02:16 Le livre en revanche passe sous silence la déportation massive,
02:20 le travail forcé et la perte de milliers de vies humaines,
02:24 celles des travailleurs africains.
02:27 Particulièrement meurtriers, le chantier du Congo-Océan révèle à lui seul
02:32 la puissance dévastatrice du système colonial.
02:35 J'ai appris en lisant un livre d'un Américain qui s'appelle
02:39 "The Forest of No Joy" qu'aux archives à Roubaix du Monde du Travail,
02:46 dans les archives de l'entreprise de construction Spie-Batignolles,
02:51 ils avaient pris des photographies.
02:54 Et du coup, nous avons, je dis nous, c'est avec la documentaliste
02:58 Pauline Carleroux qui a fait un travail énorme, contacté non seulement
03:04 les archives du Monde du Travail, mais écrit aux responsables
03:10 des archives de l'entreprise pour avoir l'autorisation non seulement
03:15 de les consulter, mais de les utiliser pour un documentaire.
03:19 Et on est arrivé là-bas et on a vu ces albums photos
03:22 qui sont de toutes petites photos, qui constatent effectivement
03:26 l'état cadavérique des ouvriers sur le chantier, l'état maladif,
03:32 l'état épouvantable de ces jeunes gens qui ont été attrapés
03:36 parfois à plus de 2000 km de là.
03:39 Le travail pouvait à cette époque être mécanisé.
03:45 Mais il était plus économique pour la société des Batignolles
03:48 de faire travailler ainsi des hommes remplaçables à merci,
03:51 plutôt que d'acheminer difficilement des engins dans la forêt.
03:55 Suite à ça, il y a eu un nouveau miracle, c'est que la documentaliste
04:01 a retrouvé deux films de propagande qui eux aussi ont été réalisés
04:07 pour répondre au scandale.
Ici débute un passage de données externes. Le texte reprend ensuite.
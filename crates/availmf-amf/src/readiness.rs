//! Readiness State Machine (spec 4.J RESM): derived, never stored.

use serde::{Deserialize, Serialize};

use crate::oper::OperState;

#[derive(Debug, Clone, Copy, PartialEq, Eq, Serialize, Deserialize)]
pub enum Readiness {
    InService,
    Stopping,
    OutOfService,
}

/// `su_readiness` is the SU's own readiness derivation (a SU is
/// `IN_SERVICE` when unlocked and not shutting down); `su_stopping`
/// reflects an admin SHUTTING_DOWN transition in progress on the SU.
pub fn derive(comp_oper: OperState, su_readiness_in_service: bool, su_stopping: bool, node_oper: OperState) -> Readiness {
    if su_stopping {
        return Readiness::Stopping;
    }
    if comp_oper.is_enabled() && su_readiness_in_service && node_oper.is_enabled() {
        Readiness::InService
    } else {
        Readiness::OutOfService
    }
}

#[cfg(test)]
mod tests {
    use super::*;

    #[test]
    fn in_service_requires_all_three_enabled() {
        assert_eq!(derive(OperState::Enabled, true, false, OperState::Enabled), Readiness::InService);
        assert_eq!(derive(OperState::Disabled, true, false, OperState::Enabled), Readiness::OutOfService);
        assert_eq!(derive(OperState::Enabled, false, false, OperState::Enabled), Readiness::OutOfService);
        assert_eq!(derive(OperState::Enabled, true, false, OperState::Disabled), Readiness::OutOfService);
    }

    #[test]
    fn shutting_down_takes_priority() {
        assert_eq!(derive(OperState::Enabled, true, true, OperState::Enabled), Readiness::Stopping);
    }
}
//! Side effects the kernel asks the caller to carry out. The kernel
//! itself never performs IO, arms timers, or sends messages directly —
//! it returns the list and the node event loop executes it.

use availmf_types::Name;

use crate::ha::{CsiSetFlag, HaState};

#[derive(Debug, Clone, PartialEq, Eq)]
pub enum Effect {
    RunInstantiateHook { comp: Name },
    RunTerminateHook { comp: Name },
    RunCleanupHook { comp: Name },
    StartInstantiateTimer { comp: Name },
    CancelInstantiateTimer { comp: Name },
    StartCleanupTimer { comp: Name },
    StopHealthchecks { comp: Name },
    SendHealthcheckCallback { comp: Name, key: String },
    ArmHealthcheckPeriodTimer { comp: Name, key: String },
    ArmHealthcheckSupervisionTimer { comp: Name, key: String },
    CancelHealthcheckSupervisionTimer { comp: Name, key: String },
    SendCsiSetCallback { comp: Name, si: Name, csi: Name, flag: CsiSetFlag, target_ha_state: HaState },
    UnassignAllCsis { su: Name },
    InstantiateReplacement { si: Name, candidate_su: Name },
    MarkNodeDisabled { node: Name },
    NodeFailfast { node: Name },
    Diagnostic { message: String },
}
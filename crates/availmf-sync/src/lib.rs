//! # availmf-sync: cross-service synchronization driver (spec 4.C)
//!
//! On every `REGULAR` confchg following a membership change, the node
//! event loop runs every registered service through one sync round: in
//! `service_id` order, `sync_init` then repeated `sync_process` until
//! `Done`, committing with `sync_activate` on every service once all of
//! them finish, or discarding the round with `sync_abort` if a new
//! configuration change interrupts it first.
//!
//! This is distinct from `availmf-checkpoint`'s own internal
//! sender/recipient reconciliation protocol, which handles the wire
//! shape of one service's sync messages; this crate is the outer
//! sequencer a [`participant::SyncParticipant`] implementation (such as
//! one wrapping `availmf_checkpoint::SyncDriver`) plugs into.

mod driver;
mod idempotence;
mod participant;

pub use driver::SyncDriver;
pub use idempotence::RingIdGate;
pub use participant::{SyncParticipant, SyncProgress};
//! availmf unified CLI.
//!
//! ```bash
//! # Write a default cluster topology.
//! availmf init ./cluster --nodes 3
//!
//! # Run one node of it.
//! availmf start ./cluster --node 1
//!
//! # Inspect the topology without starting anything.
//! availmf status ./cluster --node 1
//! ```

mod commands;

use anyhow::Result;
use clap::{Parser, Subcommand};

#[derive(Parser)]
#[command(name = "availmf")]
#[command(author, version, about, long_about = None)]
#[command(propagate_version = true)]
struct Cli {
    #[command(subcommand)]
    command: Commands,
}

#[derive(Subcommand)]
enum Commands {
    /// Write a new cluster topology file.
    Init {
        /// Path to the directory to create.
        path: String,

        /// Cluster name.
        #[arg(long, default_value = "availmf-cluster")]
        name: String,

        /// Number of nodes to generate.
        #[arg(long, default_value = "2")]
        nodes: u16,

        /// Base totem port; node N binds to `base_port + N`.
        #[arg(long, default_value = "6000")]
        base_port: u16,
    },

    /// Run one node's event loop.
    Start {
        /// Path to the directory holding `cluster.toml`.
        path: String,

        /// This node's numeric id, matching an entry in the topology.
        #[arg(long)]
        node: u16,
    },

    /// Print the topology and this node's place in it, without starting it.
    Status {
        /// Path to the directory holding `cluster.toml`.
        path: String,

        /// This node's numeric id, matching an entry in the topology.
        #[arg(long)]
        node: u16,
    },
}

fn main() -> Result<()> {
    tracing_subscriber::fmt()
        .with_env_filter(tracing_subscriber::EnvFilter::from_default_env().add_directive(tracing::Level::INFO.into()))
        .init();

    let cli = Cli::parse();

    match cli.command {
        Commands::Init { path, name, nodes, base_port } => commands::init::run(&path, &name, nodes, base_port),
        Commands::Start { path, node } => {
            let runtime = tokio::runtime::Builder::new_current_thread().enable_all().build()?;
            runtime.block_on(commands::start::run(&path, node))
        }
        Commands::Status { path, node } => commands::status::run(&path, node),
    }
}
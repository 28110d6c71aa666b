//! The "ignore sync messages we've already seen" rule (spec 4.C).
//!
//! Each participating service records the ring id it last completed a
//! sync round against. A sync message stamped with a `previous_ring_id`
//! equal to that saved value is a duplicate, either a retransmission or
//! a message from a round this node already finished; processing it
//! again would double-apply state.

use availmf_types::RingId;

/// Tracks the ring id a service last saved a sync round against.
#[derive(Debug, Clone, Copy, Default)]
pub struct RingIdGate {
    saved: Option<RingId>,
}

impl RingIdGate {
    pub fn new() -> Self {
        Self::default()
    }

    /// True if `previous_ring_id` names a round this gate already
    /// recorded as saved; the caller should drop the message.
    pub fn should_ignore(&self, previous_ring_id: RingId) -> bool {
        self.saved == Some(previous_ring_id)
    }

    /// Records `ring_id` as saved, normally called from `sync_activate`.
    pub fn record(&mut self, ring_id: RingId) {
        self.saved = Some(ring_id);
    }

    pub fn saved(&self) -> Option<RingId> {
        self.saved
    }
}

#[cfg(test)]
mod tests {
    use super::*;
    use availmf_types::NodeId;

    #[test]
    fn fresh_gate_ignores_nothing() {
        let gate = RingIdGate::new();
        assert!(!gate.should_ignore(RingId::new(NodeId::new(1), 1)));
    }

    #[test]
    fn gate_ignores_messages_for_the_recorded_round() {
        let mut gate = RingIdGate::new();
        let ring = RingId::new(NodeId::new(1), 4);
        gate.record(ring);
        assert!(gate.should_ignore(ring));
        assert!(!gate.should_ignore(RingId::new(NodeId::new(1), 5)));
    }
}
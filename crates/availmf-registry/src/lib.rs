//! Service registry: handler tables and message routing (spec 4.D).
//!
//! Each service registers two tables. Library handlers answer
//! synchronous client requests and declare the reply shape they
//! promise up front (`response_size`, `response_id`) so a rejected
//! request can still be answered with the right envelope. Executive
//! handlers answer totem-delivered messages from other nodes and
//! declare which scalar fields need endian conversion when the sender
//! used a different byte order.

use std::collections::HashMap;

use availmf_types::{ErrorCode, MessageHeader, ServiceFnId, ServiceId};
use availmf_wire::ScalarField;
use thiserror::Error;

#[derive(Error, Debug, Clone, Copy, PartialEq, Eq)]
pub enum RegistryError {
    #[error("no handler registered for function {0}")]
    UnknownFunction(u16),
    #[error("no service registered for id {0}")]
    UnknownService(u16),
}

/// One library message handler's declared reply shape, plus whether
/// it requires the cluster's flow-control gate to be open.
pub struct LibHandler {
    pub response_size: u32,
    pub response_id: u32,
    pub flow_control_required: bool,
    handler: Box<dyn Fn(&[u8]) -> Vec<u8> + Send + Sync>,
}

impl LibHandler {
    pub fn new(
        response_size: u32,
        response_id: u32,
        flow_control_required: bool,
        handler: impl Fn(&[u8]) -> Vec<u8> + Send + Sync + 'static,
    ) -> Self {
        Self { response_size, response_id, flow_control_required, handler: Box::new(handler) }
    }

    pub fn invoke(&self, request: &[u8]) -> Vec<u8> {
        (self.handler)(request)
    }
}

/// One executive (totem-delivered) message handler, plus the scalar
/// fields that must be byte-swapped when the sender's endianness
/// differs from ours.
pub struct ExecHandler {
    pub endian_fields: Vec<ScalarField>,
    handler: Box<dyn Fn(&[u8]) + Send + Sync>,
}

impl ExecHandler {
    pub fn new(endian_fields: Vec<ScalarField>, handler: impl Fn(&[u8]) + Send + Sync + 'static) -> Self {
        Self { endian_fields, handler: Box::new(handler) }
    }

    /// Applies endian conversion to a scratch copy when the sender's
    /// byte order differs from ours, then dispatches.
    pub fn invoke(&self, payload: &[u8], sender_is_foreign_endian: bool) {
        if sender_is_foreign_endian && !self.endian_fields.is_empty() {
            let mut buf = payload.to_vec();
            availmf_wire::convert_endian(&mut buf, &self.endian_fields);
            (self.handler)(&buf);
        } else {
            (self.handler)(payload);
        }
    }
}

#[derive(Default)]
struct ServiceTable {
    lib_handlers: HashMap<u16, LibHandler>,
    exec_handlers: HashMap<u16, ExecHandler>,
}

/// The cluster-wide registry of every service's handler tables.
#[derive(Default)]
pub struct Registry {
    services: HashMap<u16, ServiceTable>,
}

impl Registry {
    pub fn new() -> Self {
        Self::default()
    }

    pub fn register_lib_handler(&mut self, service: ServiceId, msg_id: u16, handler: LibHandler) {
        self.services.entry(service.as_u16()).or_default().lib_handlers.insert(msg_id, handler);
    }

    pub fn register_exec_handler(&mut self, service: ServiceId, function: u16, handler: ExecHandler) {
        self.services.entry(service.as_u16()).or_default().exec_handlers.insert(function, handler);
    }

    /// Resolves and dispatches a totem-delivered executive message by
    /// its packed `(service, function)` wire id.
    pub fn dispatch_exec(&self, wire_id: u32, payload: &[u8], sender_is_foreign_endian: bool) -> Result<(), RegistryError> {
        let fn_id = ServiceFnId::unpack(wire_id);
        let table = self.services.get(&fn_id.service).ok_or(RegistryError::UnknownService(fn_id.service))?;
        let handler = table.exec_handlers.get(&fn_id.function).ok_or(RegistryError::UnknownFunction(fn_id.function))?;
        handler.invoke(payload, sender_is_foreign_endian);
        Ok(())
    }

    pub fn lib_handler(&self, service: ServiceId, msg_id: u16) -> Result<&LibHandler, RegistryError> {
        self.services
            .get(&service.as_u16())
            .ok_or(RegistryError::UnknownService(service.as_u16()))?
            .lib_handlers
            .get(&msg_id)
            .ok_or(RegistryError::UnknownFunction(msg_id))
    }
}

/// Inputs to the library-message admission test (spec 4.D).
#[derive(Debug, Clone, Copy)]
pub struct AdmissionContext {
    pub primary_component: bool,
    pub sync_in_progress: bool,
    pub group_send_ok: bool,
}

/// Decides whether a library message should be admitted, and if not,
/// builds the `TRY_AGAIN` reply header preserving the handler's
/// promised reply shape.
pub fn admit(ctx: AdmissionContext, handler: &LibHandler) -> Result<(), MessageHeader> {
    let flow_ok = !ctx.sync_in_progress || !handler.flow_control_required;
    if ctx.primary_component && flow_ok && ctx.group_send_ok {
        Ok(())
    } else {
        let mut header = MessageHeader::new(ServiceFnId::new(0, handler.response_id as u16), handler.response_size);
        header.error = ErrorCode::TryAgain.as_u32();
        Err(header)
    }
}

#[cfg(test)]
mod tests {
    use super::*;
    use availmf_wire::ScalarWidth;

    #[test]
    fn dispatch_routes_by_packed_id() {
        let mut registry = Registry::new();
        let seen = std::sync::Arc::new(std::sync::Mutex::new(Vec::new()));
        let seen2 = seen.clone();
        registry.register_exec_handler(
            ServiceId::Ckpt,
            7,
            ExecHandler::new(vec![], move |payload| seen2.lock().unwrap().extend_from_slice(payload)),
        );

        let wire_id = ServiceFnId::new(ServiceId::Ckpt.as_u16(), 7).pack();
        registry.dispatch_exec(wire_id, &[1, 2, 3], false).unwrap();
        assert_eq!(*seen.lock().unwrap(), vec![1, 2, 3]);
    }

    #[test]
    fn dispatch_unknown_function_errors() {
        let registry = Registry::new();
        let wire_id = ServiceFnId::new(ServiceId::Ckpt.as_u16(), 99).pack();
        assert_eq!(registry.dispatch_exec(wire_id, &[], false), Err(RegistryError::UnknownService(ServiceId::Ckpt.as_u16())));
    }

    #[test]
    fn foreign_endian_payload_is_converted_before_dispatch() {
        let mut registry = Registry::new();
        let seen = std::sync::Arc::new(std::sync::Mutex::new(Vec::new()));
        let seen2 = seen.clone();
        registry.register_exec_handler(
            ServiceId::Ckpt,
            1,
            ExecHandler::new(vec![ScalarField::new(0, ScalarWidth::Four)], move |payload| {
                seen2.lock().unwrap().extend_from_slice(payload)
            }),
        );
        let wire_id = ServiceFnId::new(ServiceId::Ckpt.as_u16(), 1).pack();
        registry.dispatch_exec(wire_id, &[0x01, 0x02, 0x03, 0x04], true).unwrap();
        assert_eq!(*seen.lock().unwrap(), vec![0x04, 0x03, 0x02, 0x01]);
    }

    #[test]
    fn admission_rejects_when_not_primary() {
        let handler = LibHandler::new(16, 42, false, |_| Vec::new());
        let ctx = AdmissionContext { primary_component: false, sync_in_progress: false, group_send_ok: true };
        let err = admit(ctx, &handler).unwrap_err();
        assert_eq!(err.error, ErrorCode::TryAgain.as_u32());
        assert_eq!(err.size, MessageHeader::ENCODED_LEN as u32 + 16);
    }

    #[test]
    fn flow_control_required_handler_blocked_during_sync() {
        let handler = LibHandler::new(0, 1, true, |_| Vec::new());
        let ctx = AdmissionContext { primary_component: true, sync_in_progress: true, group_send_ok: true };
        assert!(admit(ctx, &handler).is_err());
    }

    #[test]
    fn non_flow_controlled_handler_admitted_during_sync() {
        let handler = LibHandler::new(0, 1, false, |_| Vec::new());
        let ctx = AdmissionContext { primary_component: true, sync_in_progress: true, group_send_ok: true };
        assert!(admit(ctx, &handler).is_ok());
    }
}
//! Serialization for sync (spec 4.J): encodes the fields a joining
//! node needs to reconstruct a component's runtime state into the
//! checkpoint-style byte stream carried by the sync protocol. Strings
//! and opaque blobs are length-prefixed with a 32-bit count, matching
//! the framing `availmf-wire` uses for executive message headers.

use bytes::{Buf, BufMut, Bytes, BytesMut};

use crate::entity::Component;
use crate::oper::OperState;
use crate::presence::{InstantiatingStep, PresenceState, RestartingStep, TerminatingStep};
use crate::recovery::RecommendedRecovery;

fn put_str(buf: &mut BytesMut, s: &str) {
    buf.put_u32(s.len() as u32);
    buf.put_slice(s.as_bytes());
}

fn get_str(buf: &mut Bytes) -> String {
    let len = buf.get_u32() as usize;
    let bytes = buf.split_to(len);
    String::from_utf8_lossy(&bytes).into_owned()
}

fn put_opt_str(buf: &mut BytesMut, s: Option<&str>) {
    match s {
        Some(s) => {
            buf.put_u8(1);
            put_str(buf, s);
        }
        None => buf.put_u8(0),
    }
}

fn get_opt_str(buf: &mut Bytes) -> Option<String> {
    if buf.get_u8() == 1 {
        Some(get_str(buf))
    } else {
        None
    }
}

fn oper_state_tag(s: OperState) -> u8 {
    match s {
        OperState::Enabled => 0,
        OperState::Disabled => 1,
    }
}

fn oper_state_from_tag(tag: u8) -> OperState {
    match tag {
        0 => OperState::Enabled,
        _ => OperState::Disabled,
    }
}

fn presence_state_tag(s: PresenceState) -> (u8, u8) {
    match s {
        PresenceState::Uninstantiated => (0, 0),
        PresenceState::Instantiating(InstantiatingStep::Instantiate) => (1, 0),
        PresenceState::Instantiating(InstantiatingStep::InstantiateDelay) => (1, 1),
        PresenceState::Instantiating(InstantiatingStep::Cleanup) => (1, 2),
        PresenceState::Instantiated => (2, 0),
        PresenceState::Terminating(TerminatingStep::Terminate) => (3, 0),
        PresenceState::Terminating(TerminatingStep::Cleanup) => (3, 1),
        PresenceState::Restarting(RestartingStep::Terminate) => (4, 0),
        PresenceState::Restarting(RestartingStep::Instantiate) => (4, 1),
        PresenceState::Restarting(RestartingStep::InstantiateDelay) => (4, 2),
        PresenceState::Restarting(RestartingStep::Cleanup) => (4, 3),
        PresenceState::InstantiationFailed => (5, 0),
        PresenceState::TerminationFailed => (6, 0),
    }
}

fn presence_state_from_tag(tag: u8, sub: u8) -> PresenceState {
    match (tag, sub) {
        (0, _) => PresenceState::Uninstantiated,
        (1, 0) => PresenceState::Instantiating(InstantiatingStep::Instantiate),
        (1, 1) => PresenceState::Instantiating(InstantiatingStep::InstantiateDelay),
        (1, _) => PresenceState::Instantiating(InstantiatingStep::Cleanup),
        (2, _) => PresenceState::Instantiated,
        (3, 0) => PresenceState::Terminating(TerminatingStep::Terminate),
        (3, _) => PresenceState::Terminating(TerminatingStep::Cleanup),
        (4, 0) => PresenceState::Restarting(RestartingStep::Terminate),
        (4, 1) => PresenceState::Restarting(RestartingStep::Instantiate),
        (4, 2) => PresenceState::Restarting(RestartingStep::InstantiateDelay),
        (4, _) => PresenceState::Restarting(RestartingStep::Cleanup),
        (5, _) => PresenceState::InstantiationFailed,
        _ => PresenceState::TerminationFailed,
    }
}

fn recovery_tag(r: RecommendedRecovery) -> u8 {
    match r {
        RecommendedRecovery::NoRecommendation => 0,
        RecommendedRecovery::ComponentRestart => 1,
        RecommendedRecovery::ComponentFailover => 2,
        RecommendedRecovery::NodeFailover => 3,
        RecommendedRecovery::NodeFailfast => 4,
        RecommendedRecovery::NodeSwitchover => 5,
        RecommendedRecovery::ClusterReset => 6,
        RecommendedRecovery::ApplicationRestart => 7,
    }
}

fn recovery_from_tag(tag: u8) -> RecommendedRecovery {
    match tag {
        1 => RecommendedRecovery::ComponentRestart,
        2 => RecommendedRecovery::ComponentFailover,
        3 => RecommendedRecovery::NodeFailover,
        4 => RecommendedRecovery::NodeFailfast,
        5 => RecommendedRecovery::NodeSwitchover,
        6 => RecommendedRecovery::ClusterReset,
        7 => RecommendedRecovery::ApplicationRestart,
        _ => RecommendedRecovery::NoRecommendation,
    }
}

/// The runtime tuple the spec calls out: `(oper_state, presence_state,
/// restart_count, proxy_name, clccli_path, comptype, error_suspected)`,
/// plus enough identity (`name`, `su`) for the receiver to place it
/// under the right parent.
pub fn encode_component(c: &Component) -> Bytes {
    let mut buf = BytesMut::new();
    put_str(&mut buf, c.name.as_str());
    put_str(&mut buf, c.su.as_str());
    buf.put_u8(oper_state_tag(c.oper_state));
    let (tag, sub) = presence_state_tag(c.presence_state);
    buf.put_u8(tag);
    buf.put_u8(sub);
    buf.put_u32(c.restart_count);
    put_opt_str(&mut buf, c.proxy_name.as_ref().map(|n| n.as_str()));
    put_opt_str(&mut buf, c.clccli_path.as_deref());
    put_str(&mut buf, &c.comptype);
    buf.put_u8(u8::from(c.error_suspected));
    buf.put_u8(recovery_tag(c.recovery_on_error));
    buf.freeze()
}

/// Decoded form of [`encode_component`]; the caller splices these
/// fields onto a fresh `Component` it constructs under the already
/// known `su`/`name` parent from the entity graph being reconstructed.
#[derive(Debug, Clone, PartialEq, Eq)]
pub struct ComponentRuntimeSnapshot {
    pub name: String,
    pub su: String,
    pub oper_state: OperState,
    pub presence_state: PresenceState,
    pub restart_count: u32,
    pub proxy_name: Option<String>,
    pub clccli_path: Option<String>,
    pub comptype: String,
    pub error_suspected: bool,
    pub recovery_on_error: RecommendedRecovery,
}

pub fn decode_component(bytes: Bytes) -> ComponentRuntimeSnapshot {
    let mut buf = bytes;
    let name = get_str(&mut buf);
    let su = get_str(&mut buf);
    let oper_state = oper_state_from_tag(buf.get_u8());
    let tag = buf.get_u8();
    let sub = buf.get_u8();
    let presence_state = presence_state_from_tag(tag, sub);
    let restart_count = buf.get_u32();
    let proxy_name = get_opt_str(&mut buf);
    let clccli_path = get_opt_str(&mut buf);
    let comptype = get_str(&mut buf);
    let error_suspected = buf.get_u8() != 0;
    let recovery_on_error = recovery_from_tag(buf.get_u8());
    ComponentRuntimeSnapshot { name, su, oper_state, presence_state, restart_count, proxy_name, clccli_path, comptype, error_suspected, recovery_on_error }
}

#[cfg(test)]
mod tests {
    use super::*;
    use crate::entity::{Capability, ComponentCategory};
    use availmf_types::Name;
    use std::collections::HashMap;

    fn sample() -> Component {
        Component {
            name: Name::new("comp1").unwrap(),
            su: Name::new("su1").unwrap(),
            comptype: "MyType".into(),
            category: ComponentCategory::SaAware,
            capability: Capability::OneActive,
            num_max_active_csi: 1,
            num_max_standby_csi: 1,
            instantiation_level: 1,
            default_clc_cli_timeout_ns: 1_000_000_000,
            default_callback_timeout_ns: 1_000_000_000,
            instantiate_cmd: "/bin/true".into(),
            terminate_cmd: None,
            cleanup_cmd: "/bin/true".into(),
            am_start_cmd: None,
            am_stop_cmd: None,
            clccli_path: Some("/opt/comp".into()),
            env: vec![],
            proxy_name: None,
            presence_state: PresenceState::Restarting(RestartingStep::Cleanup),
            oper_state: OperState::Disabled,
            error_suspected: true,
            restart_count: 3,
            recovery_on_error: RecommendedRecovery::ComponentFailover,
            disable_restart: false,
            healthchecks: HashMap::new(),
        }
    }

    #[test]
    fn round_trips_runtime_tuple() {
        let c = sample();
        let encoded = encode_component(&c);
        let decoded = decode_component(encoded);
        assert_eq!(decoded.name, "comp1");
        assert_eq!(decoded.su, "su1");
        assert_eq!(decoded.oper_state, OperState::Disabled);
        assert_eq!(decoded.presence_state, PresenceState::Restarting(RestartingStep::Cleanup));
        assert_eq!(decoded.restart_count, 3);
        assert_eq!(decoded.clccli_path.as_deref(), Some("/opt/comp"));
        assert_eq!(decoded.proxy_name, None);
        assert_eq!(decoded.comptype, "MyType");
        assert!(decoded.error_suspected);
        assert_eq!(decoded.recovery_on_error, RecommendedRecovery::ComponentFailover);
    }
}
Il y a un film du ministère des colonies
04:11 de l'époque et l'autre fait par un ingénieur qui dit
04:15 "attendez, il y a un scandale avec Albert Londres, c'est complètement faux,
04:19 il y a peut-être été, mais c'est pas vrai" et il filme le chantier
04:23 pour montrer comment on traite bien les hommes.
04:26 Et c'est incroyable comme ces films de propagande, avec le temps
04:30 qu'il faut que l'on fasse son travail, et sans que j'ai besoin de dire
04:34 tout de suite qu'il s'agit d'images de propagande, je les utilise
04:37 dans l'autre sens, elles montrent là encore les terribles conditions
04:41 de travail d'hommes qui sont nus, qui n'ont pas de bottes,
04:45 qui n'ont pas de vêtements et qui ont juste des barres à mine
04:48 pour travailler une roche extrêmement rude, à pic.
04:52 Et du coup j'ai tenté de tresser ce qu'on découvre dans les archives
04:57 en France, et le paysage de cette voie ferrée aujourd'hui,
05:03 puisque la partie la plus difficile, celle qui traverse le massif
05:09 du Mayon, est depuis peu à l'abandon.
05:12 Il aura fallu 13 années pour construire seulement 512 kilomètres.
05:19 Il est impossible en revanche de connaître le nombre de victimes.
05:24 Entre 17 000 et 23 000 ouvriers auraient trouvé la mort
05:28 lors de la construction de la voie ferrée.